= WHAT YOU NEED TO DO =
Out of the material that follows, write out exactly the lines from the line with "pub fn spawn<F, Fut>(name: &str, period: Duration, mut" to the line with "let handle = tokio::spawn(async", both ends included, and no others.

= EXERCISE INPUT =
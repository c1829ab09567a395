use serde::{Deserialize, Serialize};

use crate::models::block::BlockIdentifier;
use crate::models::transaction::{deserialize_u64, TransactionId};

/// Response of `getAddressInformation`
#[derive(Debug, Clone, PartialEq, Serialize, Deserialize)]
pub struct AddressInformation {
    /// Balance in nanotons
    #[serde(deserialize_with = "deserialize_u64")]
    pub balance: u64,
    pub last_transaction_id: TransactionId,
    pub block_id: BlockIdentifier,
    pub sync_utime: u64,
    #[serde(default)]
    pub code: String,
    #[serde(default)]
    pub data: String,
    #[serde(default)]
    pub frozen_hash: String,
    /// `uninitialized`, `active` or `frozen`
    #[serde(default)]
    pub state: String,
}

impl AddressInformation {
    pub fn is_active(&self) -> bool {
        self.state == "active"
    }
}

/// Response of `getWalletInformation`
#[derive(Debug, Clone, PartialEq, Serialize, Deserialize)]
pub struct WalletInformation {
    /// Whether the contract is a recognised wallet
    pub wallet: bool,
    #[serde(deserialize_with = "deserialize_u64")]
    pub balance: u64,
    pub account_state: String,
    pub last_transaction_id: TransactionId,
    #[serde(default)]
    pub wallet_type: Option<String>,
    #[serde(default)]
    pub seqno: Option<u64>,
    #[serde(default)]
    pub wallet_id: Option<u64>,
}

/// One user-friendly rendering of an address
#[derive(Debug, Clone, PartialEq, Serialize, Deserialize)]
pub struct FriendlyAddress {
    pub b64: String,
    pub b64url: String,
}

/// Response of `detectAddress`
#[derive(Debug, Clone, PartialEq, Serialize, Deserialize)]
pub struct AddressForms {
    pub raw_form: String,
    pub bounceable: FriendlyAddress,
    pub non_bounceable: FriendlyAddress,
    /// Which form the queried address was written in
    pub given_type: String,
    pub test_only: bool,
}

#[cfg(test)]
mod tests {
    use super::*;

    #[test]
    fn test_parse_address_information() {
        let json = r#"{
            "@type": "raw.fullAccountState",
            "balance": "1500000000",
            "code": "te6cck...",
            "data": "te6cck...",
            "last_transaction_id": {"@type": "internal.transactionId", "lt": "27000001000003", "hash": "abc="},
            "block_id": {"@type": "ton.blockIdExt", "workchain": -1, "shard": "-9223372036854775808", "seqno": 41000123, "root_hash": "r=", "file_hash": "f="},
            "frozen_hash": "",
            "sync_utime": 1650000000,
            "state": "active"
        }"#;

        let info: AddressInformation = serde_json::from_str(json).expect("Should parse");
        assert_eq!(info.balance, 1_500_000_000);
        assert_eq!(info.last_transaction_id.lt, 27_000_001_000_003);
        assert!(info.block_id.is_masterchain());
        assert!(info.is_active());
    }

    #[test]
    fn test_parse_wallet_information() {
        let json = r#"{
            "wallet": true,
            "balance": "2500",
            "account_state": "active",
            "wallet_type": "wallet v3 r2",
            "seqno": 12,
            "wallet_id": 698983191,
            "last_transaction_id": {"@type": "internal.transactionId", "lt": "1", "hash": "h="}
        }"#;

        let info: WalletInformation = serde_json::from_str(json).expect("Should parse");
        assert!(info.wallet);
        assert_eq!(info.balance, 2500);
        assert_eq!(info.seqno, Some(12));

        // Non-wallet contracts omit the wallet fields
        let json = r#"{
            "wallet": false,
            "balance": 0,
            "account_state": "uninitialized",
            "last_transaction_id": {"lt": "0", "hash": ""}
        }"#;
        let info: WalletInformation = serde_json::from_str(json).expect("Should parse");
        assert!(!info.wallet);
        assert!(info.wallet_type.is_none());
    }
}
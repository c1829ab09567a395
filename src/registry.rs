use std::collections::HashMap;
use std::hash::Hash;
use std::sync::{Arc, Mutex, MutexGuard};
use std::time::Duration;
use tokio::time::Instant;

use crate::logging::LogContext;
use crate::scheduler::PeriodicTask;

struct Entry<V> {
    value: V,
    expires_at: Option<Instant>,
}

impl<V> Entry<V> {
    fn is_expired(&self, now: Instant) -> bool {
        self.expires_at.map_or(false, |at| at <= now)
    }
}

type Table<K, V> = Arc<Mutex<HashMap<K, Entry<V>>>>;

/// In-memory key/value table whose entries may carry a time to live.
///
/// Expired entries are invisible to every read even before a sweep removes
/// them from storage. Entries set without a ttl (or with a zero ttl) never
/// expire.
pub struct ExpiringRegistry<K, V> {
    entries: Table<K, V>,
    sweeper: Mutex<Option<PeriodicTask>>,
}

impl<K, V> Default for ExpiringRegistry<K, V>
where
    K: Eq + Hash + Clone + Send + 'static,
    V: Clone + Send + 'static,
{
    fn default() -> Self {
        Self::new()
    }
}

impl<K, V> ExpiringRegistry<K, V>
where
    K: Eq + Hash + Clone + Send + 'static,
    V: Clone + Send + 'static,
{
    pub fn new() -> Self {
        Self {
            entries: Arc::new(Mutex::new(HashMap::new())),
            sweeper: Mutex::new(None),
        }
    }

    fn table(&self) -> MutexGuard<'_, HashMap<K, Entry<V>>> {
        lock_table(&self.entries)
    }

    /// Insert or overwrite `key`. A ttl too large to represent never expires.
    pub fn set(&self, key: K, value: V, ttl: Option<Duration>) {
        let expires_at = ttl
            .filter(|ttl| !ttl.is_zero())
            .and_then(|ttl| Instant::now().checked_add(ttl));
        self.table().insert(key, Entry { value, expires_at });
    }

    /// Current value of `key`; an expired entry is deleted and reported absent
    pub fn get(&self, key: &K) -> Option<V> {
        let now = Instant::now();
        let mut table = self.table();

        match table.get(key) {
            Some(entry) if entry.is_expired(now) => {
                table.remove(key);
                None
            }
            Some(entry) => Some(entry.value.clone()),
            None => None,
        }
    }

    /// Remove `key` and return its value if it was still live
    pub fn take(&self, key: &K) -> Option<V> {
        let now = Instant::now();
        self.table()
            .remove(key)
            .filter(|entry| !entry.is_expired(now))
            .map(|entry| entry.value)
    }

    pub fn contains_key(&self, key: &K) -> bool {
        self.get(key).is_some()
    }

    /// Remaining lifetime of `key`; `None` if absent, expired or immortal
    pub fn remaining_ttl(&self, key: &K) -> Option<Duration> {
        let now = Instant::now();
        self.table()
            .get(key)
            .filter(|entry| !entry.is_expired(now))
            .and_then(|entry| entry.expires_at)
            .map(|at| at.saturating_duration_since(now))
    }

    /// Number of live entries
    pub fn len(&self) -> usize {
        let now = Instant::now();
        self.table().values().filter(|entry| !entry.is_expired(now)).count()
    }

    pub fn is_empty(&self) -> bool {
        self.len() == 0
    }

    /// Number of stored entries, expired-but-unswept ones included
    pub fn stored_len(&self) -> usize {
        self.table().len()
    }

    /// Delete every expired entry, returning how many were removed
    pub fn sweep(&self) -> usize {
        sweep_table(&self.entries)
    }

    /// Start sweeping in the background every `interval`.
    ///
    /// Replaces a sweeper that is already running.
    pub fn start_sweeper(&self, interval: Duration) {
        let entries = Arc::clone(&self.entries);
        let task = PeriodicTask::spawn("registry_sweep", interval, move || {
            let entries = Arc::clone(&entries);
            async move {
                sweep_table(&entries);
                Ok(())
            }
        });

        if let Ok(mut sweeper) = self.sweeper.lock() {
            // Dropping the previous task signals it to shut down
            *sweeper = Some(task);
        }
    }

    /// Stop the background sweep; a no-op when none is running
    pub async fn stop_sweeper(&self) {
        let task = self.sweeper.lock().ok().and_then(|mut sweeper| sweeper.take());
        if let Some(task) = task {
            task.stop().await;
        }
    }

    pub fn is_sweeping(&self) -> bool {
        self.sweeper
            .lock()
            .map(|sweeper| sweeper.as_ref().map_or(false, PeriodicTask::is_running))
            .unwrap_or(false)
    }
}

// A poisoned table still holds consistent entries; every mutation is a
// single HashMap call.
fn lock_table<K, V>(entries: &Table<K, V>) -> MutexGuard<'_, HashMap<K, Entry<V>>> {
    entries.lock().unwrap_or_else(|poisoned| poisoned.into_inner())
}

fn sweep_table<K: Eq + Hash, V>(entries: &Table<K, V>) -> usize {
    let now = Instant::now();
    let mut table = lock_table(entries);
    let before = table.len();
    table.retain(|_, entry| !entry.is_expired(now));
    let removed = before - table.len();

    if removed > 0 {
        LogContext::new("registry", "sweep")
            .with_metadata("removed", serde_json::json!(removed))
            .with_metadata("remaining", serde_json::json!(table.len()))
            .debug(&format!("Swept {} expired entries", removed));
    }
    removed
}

==

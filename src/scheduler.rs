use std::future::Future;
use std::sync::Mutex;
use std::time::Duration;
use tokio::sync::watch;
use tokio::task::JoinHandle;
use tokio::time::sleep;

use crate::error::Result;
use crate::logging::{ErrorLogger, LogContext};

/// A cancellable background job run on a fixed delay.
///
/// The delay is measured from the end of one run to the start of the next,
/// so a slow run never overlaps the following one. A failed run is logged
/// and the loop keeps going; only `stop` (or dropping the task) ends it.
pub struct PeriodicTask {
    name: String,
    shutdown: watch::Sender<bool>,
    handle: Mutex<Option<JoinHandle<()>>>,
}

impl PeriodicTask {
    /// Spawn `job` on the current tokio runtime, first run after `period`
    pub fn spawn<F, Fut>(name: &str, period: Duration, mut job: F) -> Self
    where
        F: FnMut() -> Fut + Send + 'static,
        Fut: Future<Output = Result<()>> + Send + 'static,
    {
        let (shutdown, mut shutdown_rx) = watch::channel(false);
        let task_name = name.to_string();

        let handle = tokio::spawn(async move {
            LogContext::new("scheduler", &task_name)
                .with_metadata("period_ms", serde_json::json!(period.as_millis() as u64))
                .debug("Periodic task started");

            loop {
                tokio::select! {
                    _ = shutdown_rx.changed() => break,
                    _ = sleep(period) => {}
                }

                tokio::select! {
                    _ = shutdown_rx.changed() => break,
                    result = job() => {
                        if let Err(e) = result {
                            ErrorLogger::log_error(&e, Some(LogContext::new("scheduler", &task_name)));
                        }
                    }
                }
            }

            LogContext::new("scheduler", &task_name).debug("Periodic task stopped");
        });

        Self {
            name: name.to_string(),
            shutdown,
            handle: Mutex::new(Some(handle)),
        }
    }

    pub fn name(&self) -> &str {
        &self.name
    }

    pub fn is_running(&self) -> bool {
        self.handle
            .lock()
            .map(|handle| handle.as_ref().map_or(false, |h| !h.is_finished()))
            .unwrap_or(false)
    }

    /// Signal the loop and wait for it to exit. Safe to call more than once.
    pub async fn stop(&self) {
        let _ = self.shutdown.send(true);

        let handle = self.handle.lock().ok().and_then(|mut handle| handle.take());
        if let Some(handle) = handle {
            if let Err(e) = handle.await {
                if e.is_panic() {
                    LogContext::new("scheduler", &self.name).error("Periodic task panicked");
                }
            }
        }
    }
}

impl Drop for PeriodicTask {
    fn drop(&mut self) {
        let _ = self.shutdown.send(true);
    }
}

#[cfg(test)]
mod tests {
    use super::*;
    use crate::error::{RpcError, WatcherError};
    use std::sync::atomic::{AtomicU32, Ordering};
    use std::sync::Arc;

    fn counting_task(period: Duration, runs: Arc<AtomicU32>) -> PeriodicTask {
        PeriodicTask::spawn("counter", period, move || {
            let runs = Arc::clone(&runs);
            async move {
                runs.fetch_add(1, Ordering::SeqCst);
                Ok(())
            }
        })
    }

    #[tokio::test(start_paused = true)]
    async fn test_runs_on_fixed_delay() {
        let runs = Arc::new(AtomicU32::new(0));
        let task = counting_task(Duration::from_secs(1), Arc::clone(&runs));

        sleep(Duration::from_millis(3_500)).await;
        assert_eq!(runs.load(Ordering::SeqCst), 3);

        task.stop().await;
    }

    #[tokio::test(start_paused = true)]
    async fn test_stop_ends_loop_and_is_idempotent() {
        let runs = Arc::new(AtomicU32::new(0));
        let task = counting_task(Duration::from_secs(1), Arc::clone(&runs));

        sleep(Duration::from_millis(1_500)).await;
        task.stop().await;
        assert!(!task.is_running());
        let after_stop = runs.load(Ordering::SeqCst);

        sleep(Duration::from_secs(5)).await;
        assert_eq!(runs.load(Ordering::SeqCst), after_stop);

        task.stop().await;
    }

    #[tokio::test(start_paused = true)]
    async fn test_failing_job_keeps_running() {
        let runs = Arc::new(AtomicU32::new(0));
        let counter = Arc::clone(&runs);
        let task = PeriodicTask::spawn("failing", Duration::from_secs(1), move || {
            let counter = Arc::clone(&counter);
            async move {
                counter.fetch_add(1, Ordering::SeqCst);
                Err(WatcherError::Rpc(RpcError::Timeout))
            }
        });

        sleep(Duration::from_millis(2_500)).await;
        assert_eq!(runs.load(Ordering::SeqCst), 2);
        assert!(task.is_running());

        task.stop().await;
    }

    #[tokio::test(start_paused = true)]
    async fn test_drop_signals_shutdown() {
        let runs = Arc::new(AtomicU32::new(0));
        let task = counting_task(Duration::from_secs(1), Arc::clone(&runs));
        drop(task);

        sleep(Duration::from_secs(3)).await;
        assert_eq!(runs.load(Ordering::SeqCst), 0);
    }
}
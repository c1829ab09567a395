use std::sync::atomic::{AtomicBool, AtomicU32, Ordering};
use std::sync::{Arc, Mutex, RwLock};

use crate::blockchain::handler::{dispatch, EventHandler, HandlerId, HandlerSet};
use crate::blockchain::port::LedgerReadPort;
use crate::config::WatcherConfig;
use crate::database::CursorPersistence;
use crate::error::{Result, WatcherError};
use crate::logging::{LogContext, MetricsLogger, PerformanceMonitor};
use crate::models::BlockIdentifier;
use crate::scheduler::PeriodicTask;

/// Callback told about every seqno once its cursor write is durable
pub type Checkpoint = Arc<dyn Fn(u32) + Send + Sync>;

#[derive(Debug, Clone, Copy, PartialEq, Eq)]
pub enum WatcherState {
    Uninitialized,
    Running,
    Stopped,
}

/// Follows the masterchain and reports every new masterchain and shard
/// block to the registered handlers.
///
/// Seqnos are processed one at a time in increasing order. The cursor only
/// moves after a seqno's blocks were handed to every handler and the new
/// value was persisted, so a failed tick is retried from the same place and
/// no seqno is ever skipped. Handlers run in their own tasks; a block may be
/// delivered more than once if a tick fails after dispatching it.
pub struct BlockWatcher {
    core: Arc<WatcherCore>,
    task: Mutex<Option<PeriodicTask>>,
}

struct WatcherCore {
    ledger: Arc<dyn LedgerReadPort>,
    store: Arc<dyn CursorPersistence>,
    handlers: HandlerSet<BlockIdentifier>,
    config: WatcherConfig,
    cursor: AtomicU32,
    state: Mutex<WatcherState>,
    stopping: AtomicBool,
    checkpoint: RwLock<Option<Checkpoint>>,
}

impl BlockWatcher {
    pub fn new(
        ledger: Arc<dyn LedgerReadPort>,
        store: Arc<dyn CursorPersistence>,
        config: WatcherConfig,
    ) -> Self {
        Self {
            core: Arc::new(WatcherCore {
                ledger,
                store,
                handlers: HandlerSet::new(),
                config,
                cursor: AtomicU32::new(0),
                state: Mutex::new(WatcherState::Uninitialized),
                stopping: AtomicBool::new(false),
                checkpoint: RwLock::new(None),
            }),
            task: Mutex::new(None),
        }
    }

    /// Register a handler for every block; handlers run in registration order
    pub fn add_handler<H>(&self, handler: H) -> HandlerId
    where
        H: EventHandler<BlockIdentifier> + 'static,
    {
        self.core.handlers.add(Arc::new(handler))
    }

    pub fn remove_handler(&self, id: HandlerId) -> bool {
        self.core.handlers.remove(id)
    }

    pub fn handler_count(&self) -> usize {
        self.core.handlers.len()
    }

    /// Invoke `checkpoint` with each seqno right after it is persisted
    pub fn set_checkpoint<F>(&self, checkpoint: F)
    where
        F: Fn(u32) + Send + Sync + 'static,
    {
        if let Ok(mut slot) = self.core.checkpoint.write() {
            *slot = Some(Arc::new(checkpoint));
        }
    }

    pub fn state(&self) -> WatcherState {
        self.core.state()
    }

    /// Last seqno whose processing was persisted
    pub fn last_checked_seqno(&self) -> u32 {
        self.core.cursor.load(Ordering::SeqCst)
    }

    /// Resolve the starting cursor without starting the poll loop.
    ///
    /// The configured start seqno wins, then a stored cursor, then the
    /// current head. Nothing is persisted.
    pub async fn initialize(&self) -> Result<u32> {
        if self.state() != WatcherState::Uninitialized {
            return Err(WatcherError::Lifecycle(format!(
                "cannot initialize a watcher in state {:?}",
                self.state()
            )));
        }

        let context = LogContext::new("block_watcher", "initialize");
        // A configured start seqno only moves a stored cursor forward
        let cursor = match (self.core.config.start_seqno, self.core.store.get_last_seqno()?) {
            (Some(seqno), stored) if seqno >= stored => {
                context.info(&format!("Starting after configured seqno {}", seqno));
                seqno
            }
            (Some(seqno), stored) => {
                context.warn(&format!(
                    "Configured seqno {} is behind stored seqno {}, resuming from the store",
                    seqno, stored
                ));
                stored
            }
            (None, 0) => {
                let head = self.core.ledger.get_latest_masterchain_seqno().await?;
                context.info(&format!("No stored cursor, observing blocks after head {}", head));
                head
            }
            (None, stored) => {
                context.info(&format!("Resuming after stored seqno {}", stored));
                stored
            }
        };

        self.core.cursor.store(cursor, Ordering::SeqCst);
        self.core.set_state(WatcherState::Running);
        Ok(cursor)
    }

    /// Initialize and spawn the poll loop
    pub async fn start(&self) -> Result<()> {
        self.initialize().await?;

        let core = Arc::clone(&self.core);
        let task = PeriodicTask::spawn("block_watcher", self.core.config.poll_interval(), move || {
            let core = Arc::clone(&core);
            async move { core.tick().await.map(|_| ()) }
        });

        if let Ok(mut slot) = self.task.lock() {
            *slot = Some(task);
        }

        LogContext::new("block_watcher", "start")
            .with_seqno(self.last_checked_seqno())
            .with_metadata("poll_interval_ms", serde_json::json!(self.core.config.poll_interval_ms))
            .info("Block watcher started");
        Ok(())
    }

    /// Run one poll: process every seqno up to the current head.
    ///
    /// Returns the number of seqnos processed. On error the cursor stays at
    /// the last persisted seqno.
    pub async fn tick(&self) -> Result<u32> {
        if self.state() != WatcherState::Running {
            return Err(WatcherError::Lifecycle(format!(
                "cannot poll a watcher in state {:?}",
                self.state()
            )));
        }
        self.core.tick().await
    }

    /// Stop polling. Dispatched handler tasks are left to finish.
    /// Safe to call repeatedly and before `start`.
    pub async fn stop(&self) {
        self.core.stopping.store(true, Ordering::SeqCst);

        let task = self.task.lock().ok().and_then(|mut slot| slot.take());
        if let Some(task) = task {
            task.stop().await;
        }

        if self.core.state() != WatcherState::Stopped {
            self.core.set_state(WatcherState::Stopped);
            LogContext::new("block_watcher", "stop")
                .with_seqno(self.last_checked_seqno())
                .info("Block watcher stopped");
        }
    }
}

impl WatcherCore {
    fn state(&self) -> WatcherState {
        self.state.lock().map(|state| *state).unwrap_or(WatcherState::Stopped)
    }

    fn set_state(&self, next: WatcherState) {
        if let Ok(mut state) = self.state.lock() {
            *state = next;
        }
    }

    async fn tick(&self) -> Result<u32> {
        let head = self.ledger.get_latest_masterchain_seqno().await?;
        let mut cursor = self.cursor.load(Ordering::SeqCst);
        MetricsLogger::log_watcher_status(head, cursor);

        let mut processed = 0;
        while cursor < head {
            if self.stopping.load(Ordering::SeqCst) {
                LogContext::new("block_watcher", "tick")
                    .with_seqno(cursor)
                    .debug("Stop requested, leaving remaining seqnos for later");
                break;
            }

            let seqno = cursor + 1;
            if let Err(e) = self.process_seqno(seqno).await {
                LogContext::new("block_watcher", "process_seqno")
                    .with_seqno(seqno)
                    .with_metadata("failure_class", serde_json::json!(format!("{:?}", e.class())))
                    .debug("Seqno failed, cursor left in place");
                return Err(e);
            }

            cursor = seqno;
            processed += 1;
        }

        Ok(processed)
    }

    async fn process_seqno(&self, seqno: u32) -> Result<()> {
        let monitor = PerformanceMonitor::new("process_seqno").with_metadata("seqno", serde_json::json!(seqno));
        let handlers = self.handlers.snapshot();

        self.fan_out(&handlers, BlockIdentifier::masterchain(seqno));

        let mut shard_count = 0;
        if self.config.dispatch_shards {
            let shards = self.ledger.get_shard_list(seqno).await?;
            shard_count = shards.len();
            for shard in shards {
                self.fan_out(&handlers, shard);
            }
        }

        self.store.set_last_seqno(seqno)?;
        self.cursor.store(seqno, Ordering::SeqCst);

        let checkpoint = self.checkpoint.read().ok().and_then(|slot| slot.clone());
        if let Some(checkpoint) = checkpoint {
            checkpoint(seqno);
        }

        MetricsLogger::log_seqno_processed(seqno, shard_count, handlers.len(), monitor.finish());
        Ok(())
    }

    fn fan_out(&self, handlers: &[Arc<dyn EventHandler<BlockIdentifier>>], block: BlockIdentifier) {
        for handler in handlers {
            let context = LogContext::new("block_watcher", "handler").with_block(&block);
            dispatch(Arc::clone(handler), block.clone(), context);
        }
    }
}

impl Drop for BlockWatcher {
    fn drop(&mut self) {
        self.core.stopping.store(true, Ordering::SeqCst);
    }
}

= COMPLETED EXERCISE =
    pub fn spawn<F, Fut>(name: &str, period: Duration, mut job: F) -> Self
    where
        F: FnMut() -> Fut + Send + 'static,
        Fut: Future<Output = Result<()>> + Send + 'static,
    {
        let (shutdown, mut shutdown_rx) = watch::channel(false);
        let task_name = name.to_string();

        let handle = tokio::spawn(async move {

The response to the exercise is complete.